Task to complete:
Gather every line in the records below that contains the word "canonical".

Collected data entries
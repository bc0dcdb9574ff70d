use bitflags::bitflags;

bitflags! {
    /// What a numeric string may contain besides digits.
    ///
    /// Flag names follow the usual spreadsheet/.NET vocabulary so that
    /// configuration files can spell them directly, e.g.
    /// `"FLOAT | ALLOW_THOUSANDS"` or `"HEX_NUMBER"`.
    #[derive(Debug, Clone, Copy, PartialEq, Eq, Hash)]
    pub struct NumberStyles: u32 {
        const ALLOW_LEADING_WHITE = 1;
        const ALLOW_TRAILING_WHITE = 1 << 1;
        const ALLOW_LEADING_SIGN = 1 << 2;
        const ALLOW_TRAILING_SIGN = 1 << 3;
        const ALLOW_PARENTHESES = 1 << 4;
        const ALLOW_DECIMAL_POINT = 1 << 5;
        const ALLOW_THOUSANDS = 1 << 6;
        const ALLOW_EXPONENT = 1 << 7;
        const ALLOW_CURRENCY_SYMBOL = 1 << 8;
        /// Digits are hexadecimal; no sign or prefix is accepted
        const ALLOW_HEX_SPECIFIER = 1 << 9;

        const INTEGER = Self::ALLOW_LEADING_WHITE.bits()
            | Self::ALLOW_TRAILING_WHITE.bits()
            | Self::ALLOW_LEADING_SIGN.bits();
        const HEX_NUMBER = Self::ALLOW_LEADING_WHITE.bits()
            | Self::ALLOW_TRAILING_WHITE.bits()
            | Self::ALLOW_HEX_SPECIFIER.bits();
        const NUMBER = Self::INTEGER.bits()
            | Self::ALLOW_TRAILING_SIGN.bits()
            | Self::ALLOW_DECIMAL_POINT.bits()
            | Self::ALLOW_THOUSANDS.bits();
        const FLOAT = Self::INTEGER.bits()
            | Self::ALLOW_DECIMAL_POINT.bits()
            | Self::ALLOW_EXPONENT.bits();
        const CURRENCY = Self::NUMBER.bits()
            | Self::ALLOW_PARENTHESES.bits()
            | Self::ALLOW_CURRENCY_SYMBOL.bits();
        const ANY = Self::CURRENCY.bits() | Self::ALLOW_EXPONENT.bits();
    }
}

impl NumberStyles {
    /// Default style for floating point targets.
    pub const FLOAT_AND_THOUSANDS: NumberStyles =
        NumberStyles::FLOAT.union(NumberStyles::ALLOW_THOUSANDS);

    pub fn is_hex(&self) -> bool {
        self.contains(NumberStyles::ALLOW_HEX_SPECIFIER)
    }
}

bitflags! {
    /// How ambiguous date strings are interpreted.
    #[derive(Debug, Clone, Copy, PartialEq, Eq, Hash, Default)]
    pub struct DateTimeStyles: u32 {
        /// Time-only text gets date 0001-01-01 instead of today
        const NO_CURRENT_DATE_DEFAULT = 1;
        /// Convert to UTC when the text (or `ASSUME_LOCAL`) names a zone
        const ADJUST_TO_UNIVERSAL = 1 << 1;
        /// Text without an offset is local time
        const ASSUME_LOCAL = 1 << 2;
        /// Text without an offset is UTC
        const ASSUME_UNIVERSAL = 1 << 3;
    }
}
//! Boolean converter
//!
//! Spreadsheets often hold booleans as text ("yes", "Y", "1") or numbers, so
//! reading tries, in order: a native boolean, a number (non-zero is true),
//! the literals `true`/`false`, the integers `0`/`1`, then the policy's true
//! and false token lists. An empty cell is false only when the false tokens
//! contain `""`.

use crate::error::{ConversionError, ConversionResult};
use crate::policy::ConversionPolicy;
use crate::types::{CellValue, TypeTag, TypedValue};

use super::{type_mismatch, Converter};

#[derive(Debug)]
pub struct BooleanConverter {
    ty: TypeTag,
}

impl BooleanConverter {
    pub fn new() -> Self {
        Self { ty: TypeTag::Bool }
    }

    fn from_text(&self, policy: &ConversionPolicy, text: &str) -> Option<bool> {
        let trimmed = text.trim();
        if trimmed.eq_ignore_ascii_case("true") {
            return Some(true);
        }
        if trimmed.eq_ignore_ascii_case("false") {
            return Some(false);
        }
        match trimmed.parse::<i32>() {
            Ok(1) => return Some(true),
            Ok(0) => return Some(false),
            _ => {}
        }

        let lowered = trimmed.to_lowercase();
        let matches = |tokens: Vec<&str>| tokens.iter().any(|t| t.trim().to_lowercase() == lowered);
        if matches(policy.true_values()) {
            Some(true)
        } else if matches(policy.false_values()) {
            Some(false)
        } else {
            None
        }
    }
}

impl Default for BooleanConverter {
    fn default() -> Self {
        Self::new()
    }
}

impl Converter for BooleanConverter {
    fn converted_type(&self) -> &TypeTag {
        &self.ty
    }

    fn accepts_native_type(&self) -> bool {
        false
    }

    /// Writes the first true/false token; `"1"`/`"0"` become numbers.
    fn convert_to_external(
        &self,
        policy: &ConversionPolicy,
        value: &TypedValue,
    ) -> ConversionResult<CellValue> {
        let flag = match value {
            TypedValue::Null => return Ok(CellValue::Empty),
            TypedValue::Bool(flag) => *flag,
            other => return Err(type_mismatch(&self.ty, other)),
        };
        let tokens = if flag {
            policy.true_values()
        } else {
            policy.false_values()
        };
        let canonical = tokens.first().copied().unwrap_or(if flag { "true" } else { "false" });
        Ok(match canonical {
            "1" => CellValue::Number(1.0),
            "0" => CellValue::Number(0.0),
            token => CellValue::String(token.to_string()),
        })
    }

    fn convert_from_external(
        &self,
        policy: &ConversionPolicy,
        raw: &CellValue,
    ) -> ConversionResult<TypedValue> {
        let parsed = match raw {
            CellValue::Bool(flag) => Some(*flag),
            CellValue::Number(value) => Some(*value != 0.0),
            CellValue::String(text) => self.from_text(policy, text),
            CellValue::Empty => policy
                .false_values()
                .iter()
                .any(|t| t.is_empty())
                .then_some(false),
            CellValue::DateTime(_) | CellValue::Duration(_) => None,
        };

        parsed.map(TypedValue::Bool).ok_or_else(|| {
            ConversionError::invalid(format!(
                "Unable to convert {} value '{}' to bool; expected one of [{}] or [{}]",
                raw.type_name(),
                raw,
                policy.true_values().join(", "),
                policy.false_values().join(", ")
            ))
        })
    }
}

Output:
        let canonical = tokens.first().copied().unwrap_or(if flag { "true" } else { "false" });
        Ok(match canonical {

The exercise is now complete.